### WHAT IS BEING ASKED
Copy the data exactly from the line that contains "pub fn inner_html(&self, node: NodeId)" through the line that contains "for (name, value) in attrs", keeping both end lines and leaving out everything else.
----------
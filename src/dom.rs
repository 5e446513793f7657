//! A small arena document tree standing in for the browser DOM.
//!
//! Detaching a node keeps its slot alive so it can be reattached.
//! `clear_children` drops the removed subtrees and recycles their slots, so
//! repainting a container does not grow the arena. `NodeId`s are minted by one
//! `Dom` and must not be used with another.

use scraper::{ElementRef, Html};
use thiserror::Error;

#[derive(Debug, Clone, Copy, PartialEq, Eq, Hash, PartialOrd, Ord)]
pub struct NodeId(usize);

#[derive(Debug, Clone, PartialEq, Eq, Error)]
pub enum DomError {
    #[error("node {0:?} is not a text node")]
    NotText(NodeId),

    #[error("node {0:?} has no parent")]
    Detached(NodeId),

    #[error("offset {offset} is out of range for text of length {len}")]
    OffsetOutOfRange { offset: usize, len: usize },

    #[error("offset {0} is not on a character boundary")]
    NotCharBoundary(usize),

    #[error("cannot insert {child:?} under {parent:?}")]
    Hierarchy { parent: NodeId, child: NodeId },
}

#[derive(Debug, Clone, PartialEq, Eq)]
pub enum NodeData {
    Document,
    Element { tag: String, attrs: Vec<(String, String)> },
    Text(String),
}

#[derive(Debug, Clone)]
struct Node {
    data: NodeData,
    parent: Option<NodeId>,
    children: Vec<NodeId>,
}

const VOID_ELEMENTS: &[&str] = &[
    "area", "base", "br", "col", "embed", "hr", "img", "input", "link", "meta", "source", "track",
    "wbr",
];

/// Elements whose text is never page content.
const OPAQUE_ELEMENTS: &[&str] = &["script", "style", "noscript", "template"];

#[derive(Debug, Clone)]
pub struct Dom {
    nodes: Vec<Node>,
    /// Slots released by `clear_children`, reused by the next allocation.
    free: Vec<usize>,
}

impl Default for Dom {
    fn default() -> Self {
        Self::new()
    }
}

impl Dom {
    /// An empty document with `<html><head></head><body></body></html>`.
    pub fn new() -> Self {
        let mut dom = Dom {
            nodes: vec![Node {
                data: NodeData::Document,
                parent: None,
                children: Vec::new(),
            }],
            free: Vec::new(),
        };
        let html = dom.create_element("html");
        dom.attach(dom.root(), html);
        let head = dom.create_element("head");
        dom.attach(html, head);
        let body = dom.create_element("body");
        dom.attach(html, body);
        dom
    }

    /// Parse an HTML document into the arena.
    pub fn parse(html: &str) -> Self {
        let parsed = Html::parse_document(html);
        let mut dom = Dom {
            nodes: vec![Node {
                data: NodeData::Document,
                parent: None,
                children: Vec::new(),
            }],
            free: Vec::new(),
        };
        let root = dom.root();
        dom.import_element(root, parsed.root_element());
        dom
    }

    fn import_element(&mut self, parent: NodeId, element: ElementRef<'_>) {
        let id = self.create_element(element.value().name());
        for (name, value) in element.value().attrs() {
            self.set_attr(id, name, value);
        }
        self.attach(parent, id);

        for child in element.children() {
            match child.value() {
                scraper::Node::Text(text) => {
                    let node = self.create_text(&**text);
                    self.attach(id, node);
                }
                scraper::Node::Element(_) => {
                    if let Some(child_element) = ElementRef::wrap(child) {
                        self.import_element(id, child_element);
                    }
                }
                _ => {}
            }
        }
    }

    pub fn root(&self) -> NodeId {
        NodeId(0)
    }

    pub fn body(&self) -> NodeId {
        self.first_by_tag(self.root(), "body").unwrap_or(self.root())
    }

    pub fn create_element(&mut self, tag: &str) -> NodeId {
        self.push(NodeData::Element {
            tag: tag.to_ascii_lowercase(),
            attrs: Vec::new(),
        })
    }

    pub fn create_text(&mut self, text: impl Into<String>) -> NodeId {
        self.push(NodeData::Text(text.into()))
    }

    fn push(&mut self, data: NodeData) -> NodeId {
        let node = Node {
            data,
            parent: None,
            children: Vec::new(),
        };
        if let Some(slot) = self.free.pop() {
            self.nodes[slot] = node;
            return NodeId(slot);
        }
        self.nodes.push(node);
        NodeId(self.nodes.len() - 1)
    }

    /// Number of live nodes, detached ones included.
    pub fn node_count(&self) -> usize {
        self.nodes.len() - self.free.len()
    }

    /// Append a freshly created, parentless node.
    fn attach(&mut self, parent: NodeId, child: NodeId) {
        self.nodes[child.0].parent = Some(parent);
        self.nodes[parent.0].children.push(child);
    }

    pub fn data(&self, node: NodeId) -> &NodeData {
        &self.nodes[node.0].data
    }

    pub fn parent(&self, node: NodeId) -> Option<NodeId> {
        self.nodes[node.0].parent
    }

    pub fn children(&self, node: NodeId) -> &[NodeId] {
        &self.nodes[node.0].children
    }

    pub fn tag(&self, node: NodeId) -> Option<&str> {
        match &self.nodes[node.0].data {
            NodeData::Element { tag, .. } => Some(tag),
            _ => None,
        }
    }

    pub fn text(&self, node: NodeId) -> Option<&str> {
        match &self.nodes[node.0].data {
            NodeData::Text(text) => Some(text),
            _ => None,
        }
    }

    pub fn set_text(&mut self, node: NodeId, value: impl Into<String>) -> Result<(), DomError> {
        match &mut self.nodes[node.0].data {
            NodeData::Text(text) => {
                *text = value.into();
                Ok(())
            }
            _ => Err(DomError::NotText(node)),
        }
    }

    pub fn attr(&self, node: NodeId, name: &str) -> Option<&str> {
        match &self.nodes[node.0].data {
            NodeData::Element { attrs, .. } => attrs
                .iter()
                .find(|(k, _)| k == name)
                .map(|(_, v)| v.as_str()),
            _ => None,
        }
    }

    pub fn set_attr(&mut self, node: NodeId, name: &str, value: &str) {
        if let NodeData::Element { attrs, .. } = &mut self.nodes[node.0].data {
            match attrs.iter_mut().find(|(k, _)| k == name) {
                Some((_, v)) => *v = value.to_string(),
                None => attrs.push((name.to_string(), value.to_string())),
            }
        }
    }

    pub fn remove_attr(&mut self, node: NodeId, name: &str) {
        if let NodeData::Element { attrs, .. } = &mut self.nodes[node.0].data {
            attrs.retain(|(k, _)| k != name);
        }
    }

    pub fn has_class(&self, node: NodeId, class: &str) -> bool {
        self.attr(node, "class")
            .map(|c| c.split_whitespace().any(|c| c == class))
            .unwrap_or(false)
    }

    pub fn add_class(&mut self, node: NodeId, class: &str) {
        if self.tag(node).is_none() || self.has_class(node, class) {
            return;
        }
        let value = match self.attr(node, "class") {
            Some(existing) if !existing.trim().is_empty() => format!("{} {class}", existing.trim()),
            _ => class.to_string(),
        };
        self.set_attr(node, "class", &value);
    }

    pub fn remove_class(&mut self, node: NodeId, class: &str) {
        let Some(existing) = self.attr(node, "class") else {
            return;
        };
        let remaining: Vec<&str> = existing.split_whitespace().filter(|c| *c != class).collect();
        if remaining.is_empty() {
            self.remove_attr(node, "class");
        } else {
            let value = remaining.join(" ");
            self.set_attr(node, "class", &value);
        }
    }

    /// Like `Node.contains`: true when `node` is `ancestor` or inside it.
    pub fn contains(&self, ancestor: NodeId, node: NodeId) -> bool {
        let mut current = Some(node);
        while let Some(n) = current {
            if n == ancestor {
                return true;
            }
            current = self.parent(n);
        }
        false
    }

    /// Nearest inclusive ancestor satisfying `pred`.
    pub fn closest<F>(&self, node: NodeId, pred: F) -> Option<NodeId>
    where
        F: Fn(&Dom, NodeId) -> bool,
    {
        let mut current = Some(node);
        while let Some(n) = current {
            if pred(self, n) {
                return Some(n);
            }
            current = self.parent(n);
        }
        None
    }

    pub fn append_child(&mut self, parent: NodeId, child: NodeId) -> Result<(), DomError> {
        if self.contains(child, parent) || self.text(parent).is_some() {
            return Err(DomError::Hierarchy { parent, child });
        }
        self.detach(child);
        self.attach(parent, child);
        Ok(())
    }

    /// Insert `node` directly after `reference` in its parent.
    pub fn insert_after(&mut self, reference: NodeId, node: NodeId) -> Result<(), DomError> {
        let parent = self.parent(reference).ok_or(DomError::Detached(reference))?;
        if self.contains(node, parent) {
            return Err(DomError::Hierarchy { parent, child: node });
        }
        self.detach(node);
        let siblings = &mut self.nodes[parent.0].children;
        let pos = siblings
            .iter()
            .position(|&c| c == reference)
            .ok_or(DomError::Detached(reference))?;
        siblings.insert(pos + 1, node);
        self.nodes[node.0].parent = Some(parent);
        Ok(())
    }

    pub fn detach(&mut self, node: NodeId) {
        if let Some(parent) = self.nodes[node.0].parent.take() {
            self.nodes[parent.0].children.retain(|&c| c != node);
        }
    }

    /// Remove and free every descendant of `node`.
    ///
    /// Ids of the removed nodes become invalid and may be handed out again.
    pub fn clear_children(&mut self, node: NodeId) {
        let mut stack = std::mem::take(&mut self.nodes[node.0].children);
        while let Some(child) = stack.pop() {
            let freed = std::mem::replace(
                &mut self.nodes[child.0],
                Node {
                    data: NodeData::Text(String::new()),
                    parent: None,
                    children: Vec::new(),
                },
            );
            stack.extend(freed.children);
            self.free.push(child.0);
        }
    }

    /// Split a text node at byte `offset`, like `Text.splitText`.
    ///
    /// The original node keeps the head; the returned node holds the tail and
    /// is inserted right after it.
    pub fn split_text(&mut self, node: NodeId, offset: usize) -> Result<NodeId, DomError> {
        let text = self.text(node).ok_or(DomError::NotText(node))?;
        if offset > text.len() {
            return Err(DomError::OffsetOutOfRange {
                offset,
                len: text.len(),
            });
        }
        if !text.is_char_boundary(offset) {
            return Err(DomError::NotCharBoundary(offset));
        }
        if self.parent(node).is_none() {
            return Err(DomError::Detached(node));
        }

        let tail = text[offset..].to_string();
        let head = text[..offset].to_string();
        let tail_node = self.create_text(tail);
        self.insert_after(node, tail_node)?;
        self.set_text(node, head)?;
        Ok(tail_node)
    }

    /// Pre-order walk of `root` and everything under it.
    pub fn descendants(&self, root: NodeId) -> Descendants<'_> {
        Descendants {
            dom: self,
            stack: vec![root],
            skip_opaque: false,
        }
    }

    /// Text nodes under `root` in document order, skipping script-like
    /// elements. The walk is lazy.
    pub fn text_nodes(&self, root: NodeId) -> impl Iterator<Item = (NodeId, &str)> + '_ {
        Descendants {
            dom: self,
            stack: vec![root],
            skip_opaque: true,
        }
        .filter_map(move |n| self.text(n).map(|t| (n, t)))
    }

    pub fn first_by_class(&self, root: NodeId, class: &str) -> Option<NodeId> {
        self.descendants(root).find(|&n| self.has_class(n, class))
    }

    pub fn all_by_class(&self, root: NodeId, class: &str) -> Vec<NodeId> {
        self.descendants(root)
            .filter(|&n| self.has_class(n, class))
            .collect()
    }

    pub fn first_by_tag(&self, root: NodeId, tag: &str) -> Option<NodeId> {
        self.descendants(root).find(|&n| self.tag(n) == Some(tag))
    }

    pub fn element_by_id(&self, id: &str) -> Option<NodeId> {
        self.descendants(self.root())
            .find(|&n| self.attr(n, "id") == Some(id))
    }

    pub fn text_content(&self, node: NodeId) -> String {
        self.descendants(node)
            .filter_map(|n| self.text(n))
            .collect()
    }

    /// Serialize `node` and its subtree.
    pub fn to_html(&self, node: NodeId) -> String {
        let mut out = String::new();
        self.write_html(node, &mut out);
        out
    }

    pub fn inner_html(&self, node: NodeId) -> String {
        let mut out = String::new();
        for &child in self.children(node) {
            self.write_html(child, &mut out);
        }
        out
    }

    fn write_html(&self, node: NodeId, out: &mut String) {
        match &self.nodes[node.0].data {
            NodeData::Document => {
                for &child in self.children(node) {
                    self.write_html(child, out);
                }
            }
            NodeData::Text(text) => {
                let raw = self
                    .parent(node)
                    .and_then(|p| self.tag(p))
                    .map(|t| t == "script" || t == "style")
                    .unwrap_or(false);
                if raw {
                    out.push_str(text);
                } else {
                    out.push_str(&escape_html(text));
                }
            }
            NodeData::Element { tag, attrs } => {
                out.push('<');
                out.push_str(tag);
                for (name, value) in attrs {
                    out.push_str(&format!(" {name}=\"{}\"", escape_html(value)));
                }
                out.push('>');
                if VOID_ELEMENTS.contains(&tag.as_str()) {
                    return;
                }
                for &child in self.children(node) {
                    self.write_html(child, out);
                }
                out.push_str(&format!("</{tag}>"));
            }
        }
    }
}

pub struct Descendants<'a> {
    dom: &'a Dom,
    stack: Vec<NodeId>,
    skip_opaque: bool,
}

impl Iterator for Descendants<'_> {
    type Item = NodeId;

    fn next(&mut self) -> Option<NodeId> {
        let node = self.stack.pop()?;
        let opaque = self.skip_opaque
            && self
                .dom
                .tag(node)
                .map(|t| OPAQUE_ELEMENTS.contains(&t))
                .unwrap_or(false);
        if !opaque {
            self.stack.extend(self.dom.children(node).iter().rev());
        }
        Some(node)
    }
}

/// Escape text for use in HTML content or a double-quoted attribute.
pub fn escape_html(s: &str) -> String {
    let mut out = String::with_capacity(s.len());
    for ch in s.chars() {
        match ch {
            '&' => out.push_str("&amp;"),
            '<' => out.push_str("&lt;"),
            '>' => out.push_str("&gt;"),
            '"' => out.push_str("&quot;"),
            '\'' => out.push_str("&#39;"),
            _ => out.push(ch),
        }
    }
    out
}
----------
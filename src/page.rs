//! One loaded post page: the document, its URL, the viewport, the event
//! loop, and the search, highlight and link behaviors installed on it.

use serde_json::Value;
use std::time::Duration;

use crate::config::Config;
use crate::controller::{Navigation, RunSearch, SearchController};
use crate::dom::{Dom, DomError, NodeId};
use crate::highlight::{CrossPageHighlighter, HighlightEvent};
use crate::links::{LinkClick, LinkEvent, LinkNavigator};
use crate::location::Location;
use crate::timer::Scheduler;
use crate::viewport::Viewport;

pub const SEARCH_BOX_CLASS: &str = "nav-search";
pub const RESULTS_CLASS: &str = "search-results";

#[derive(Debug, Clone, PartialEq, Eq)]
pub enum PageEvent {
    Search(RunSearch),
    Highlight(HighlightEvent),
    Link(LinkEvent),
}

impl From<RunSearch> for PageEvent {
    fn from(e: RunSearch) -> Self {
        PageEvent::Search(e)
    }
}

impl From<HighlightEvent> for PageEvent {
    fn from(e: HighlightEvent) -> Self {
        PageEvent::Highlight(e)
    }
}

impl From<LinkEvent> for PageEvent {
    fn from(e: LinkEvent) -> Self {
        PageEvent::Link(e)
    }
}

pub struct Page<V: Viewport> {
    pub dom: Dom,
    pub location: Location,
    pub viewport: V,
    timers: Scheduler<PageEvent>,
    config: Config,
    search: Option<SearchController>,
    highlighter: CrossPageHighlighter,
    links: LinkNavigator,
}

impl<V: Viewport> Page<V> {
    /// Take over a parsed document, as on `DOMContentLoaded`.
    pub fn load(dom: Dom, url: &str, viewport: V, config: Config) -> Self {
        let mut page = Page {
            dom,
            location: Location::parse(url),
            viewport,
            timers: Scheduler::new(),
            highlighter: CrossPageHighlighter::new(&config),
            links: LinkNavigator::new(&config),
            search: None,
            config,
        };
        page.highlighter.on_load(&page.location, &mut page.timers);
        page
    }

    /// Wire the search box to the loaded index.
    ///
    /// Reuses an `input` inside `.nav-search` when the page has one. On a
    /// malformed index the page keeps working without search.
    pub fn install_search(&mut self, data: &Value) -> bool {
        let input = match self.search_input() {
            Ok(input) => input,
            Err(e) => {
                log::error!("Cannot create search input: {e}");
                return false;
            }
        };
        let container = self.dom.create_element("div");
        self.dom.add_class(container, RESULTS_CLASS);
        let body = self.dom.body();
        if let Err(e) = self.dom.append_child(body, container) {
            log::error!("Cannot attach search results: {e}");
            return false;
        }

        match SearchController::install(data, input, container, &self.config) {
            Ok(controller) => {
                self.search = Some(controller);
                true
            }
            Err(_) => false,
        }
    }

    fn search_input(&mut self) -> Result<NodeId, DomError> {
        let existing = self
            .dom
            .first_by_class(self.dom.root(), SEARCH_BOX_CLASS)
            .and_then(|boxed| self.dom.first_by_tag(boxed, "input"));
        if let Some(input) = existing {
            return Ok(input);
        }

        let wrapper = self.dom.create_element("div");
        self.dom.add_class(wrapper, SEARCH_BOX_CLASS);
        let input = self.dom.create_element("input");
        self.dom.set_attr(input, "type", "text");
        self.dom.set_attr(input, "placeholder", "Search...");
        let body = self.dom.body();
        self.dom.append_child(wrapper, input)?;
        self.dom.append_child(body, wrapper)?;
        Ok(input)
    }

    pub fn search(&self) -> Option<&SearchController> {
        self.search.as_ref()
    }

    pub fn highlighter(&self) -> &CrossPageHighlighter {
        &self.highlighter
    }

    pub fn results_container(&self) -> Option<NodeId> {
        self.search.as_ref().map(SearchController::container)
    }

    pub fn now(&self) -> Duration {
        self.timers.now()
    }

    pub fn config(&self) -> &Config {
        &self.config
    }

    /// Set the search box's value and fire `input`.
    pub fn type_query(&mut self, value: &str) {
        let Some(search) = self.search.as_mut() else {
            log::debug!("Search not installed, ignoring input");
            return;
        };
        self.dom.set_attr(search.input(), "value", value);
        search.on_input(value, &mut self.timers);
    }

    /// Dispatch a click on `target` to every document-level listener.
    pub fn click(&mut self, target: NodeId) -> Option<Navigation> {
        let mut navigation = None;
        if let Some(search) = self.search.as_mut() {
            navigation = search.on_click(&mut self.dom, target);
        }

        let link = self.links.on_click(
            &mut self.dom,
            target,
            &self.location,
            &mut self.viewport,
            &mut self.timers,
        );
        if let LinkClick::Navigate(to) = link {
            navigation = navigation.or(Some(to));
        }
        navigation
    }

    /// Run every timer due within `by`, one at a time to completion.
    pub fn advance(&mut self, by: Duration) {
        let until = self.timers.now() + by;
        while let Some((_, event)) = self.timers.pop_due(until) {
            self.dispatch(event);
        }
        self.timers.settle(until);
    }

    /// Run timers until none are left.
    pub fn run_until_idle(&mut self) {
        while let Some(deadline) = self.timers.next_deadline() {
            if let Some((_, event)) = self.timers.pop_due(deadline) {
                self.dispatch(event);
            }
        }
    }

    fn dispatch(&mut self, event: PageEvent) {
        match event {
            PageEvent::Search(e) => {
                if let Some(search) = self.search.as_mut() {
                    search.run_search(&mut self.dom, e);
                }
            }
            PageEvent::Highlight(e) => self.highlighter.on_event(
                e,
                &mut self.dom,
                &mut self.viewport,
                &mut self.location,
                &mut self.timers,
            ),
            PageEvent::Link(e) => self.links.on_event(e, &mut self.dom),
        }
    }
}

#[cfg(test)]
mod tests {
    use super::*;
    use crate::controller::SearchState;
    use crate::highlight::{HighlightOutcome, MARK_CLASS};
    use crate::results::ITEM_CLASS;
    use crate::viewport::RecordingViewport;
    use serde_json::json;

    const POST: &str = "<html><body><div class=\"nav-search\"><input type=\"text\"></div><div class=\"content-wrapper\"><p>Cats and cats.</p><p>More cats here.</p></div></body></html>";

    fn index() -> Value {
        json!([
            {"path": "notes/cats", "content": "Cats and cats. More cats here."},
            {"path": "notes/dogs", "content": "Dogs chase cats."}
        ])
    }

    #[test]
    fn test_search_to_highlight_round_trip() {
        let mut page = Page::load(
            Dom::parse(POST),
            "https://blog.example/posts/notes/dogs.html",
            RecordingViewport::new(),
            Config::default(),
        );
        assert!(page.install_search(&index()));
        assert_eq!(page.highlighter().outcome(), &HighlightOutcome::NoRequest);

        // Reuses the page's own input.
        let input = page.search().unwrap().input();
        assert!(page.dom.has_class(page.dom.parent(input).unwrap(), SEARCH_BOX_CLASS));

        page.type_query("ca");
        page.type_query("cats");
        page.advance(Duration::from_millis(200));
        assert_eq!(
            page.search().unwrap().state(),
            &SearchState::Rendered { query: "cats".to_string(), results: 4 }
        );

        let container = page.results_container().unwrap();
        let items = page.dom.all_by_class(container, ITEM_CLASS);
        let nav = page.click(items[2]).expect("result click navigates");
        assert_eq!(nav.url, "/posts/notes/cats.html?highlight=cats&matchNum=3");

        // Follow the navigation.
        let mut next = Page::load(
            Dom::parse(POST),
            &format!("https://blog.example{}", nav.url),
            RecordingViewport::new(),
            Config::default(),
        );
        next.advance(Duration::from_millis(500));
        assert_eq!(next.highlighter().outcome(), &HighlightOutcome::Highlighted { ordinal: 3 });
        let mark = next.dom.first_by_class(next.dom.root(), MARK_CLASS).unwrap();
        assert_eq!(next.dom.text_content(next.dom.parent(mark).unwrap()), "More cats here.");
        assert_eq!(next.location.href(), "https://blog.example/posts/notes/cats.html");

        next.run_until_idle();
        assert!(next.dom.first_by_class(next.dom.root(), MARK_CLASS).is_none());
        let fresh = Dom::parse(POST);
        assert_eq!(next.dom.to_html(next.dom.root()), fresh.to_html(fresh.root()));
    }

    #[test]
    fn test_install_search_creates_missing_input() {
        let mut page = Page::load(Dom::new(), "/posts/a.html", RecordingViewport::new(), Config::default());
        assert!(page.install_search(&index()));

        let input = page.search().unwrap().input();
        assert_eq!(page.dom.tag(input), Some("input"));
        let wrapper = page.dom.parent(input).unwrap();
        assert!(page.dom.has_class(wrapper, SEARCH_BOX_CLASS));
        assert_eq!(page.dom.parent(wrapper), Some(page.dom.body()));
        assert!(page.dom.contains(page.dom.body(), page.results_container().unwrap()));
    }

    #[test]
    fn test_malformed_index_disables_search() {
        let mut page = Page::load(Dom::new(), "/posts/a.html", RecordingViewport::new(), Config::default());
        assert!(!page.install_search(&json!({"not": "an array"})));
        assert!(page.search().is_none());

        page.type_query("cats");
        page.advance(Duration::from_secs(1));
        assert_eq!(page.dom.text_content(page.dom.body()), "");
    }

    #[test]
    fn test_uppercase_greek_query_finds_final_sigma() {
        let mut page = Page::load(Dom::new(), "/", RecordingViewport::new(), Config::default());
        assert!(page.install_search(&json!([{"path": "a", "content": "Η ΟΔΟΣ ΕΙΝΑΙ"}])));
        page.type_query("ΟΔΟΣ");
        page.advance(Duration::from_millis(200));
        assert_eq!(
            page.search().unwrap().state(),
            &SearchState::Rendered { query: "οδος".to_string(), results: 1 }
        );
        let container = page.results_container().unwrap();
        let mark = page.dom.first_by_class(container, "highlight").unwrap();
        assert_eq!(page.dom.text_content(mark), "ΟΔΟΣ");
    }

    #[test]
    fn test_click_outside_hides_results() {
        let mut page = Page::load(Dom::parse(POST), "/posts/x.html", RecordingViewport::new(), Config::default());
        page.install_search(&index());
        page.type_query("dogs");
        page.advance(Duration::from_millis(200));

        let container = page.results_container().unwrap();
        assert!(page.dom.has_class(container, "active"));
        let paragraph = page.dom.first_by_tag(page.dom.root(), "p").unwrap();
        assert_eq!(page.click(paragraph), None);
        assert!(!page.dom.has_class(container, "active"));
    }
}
----------
### WRITTEN SOLUTION
    pub fn inner_html(&self, node: NodeId) -> String {
        let mut out = String::new();
        for &child in self.children(node) {
            self.write_html(child, &mut out);
        }
        out
    }

    fn write_html(&self, node: NodeId, out: &mut String) {
        match &self.nodes[node.0].data {
            NodeData::Document => {
                for &child in self.children(node) {
                    self.write_html(child, out);
                }
            }
            NodeData::Text(text) => {
                let raw = self
                    .parent(node)
                    .and_then(|p| self.tag(p))
                    .map(|t| t == "script" || t == "style")
                    .unwrap_or(false);
                if raw {
                    out.push_str(text);
                } else {
                    out.push_str(&escape_html(text));
                }
            }
            NodeData::Element { tag, attrs } => {
                out.push('<');
                out.push_str(tag);
                for (name, value) in attrs {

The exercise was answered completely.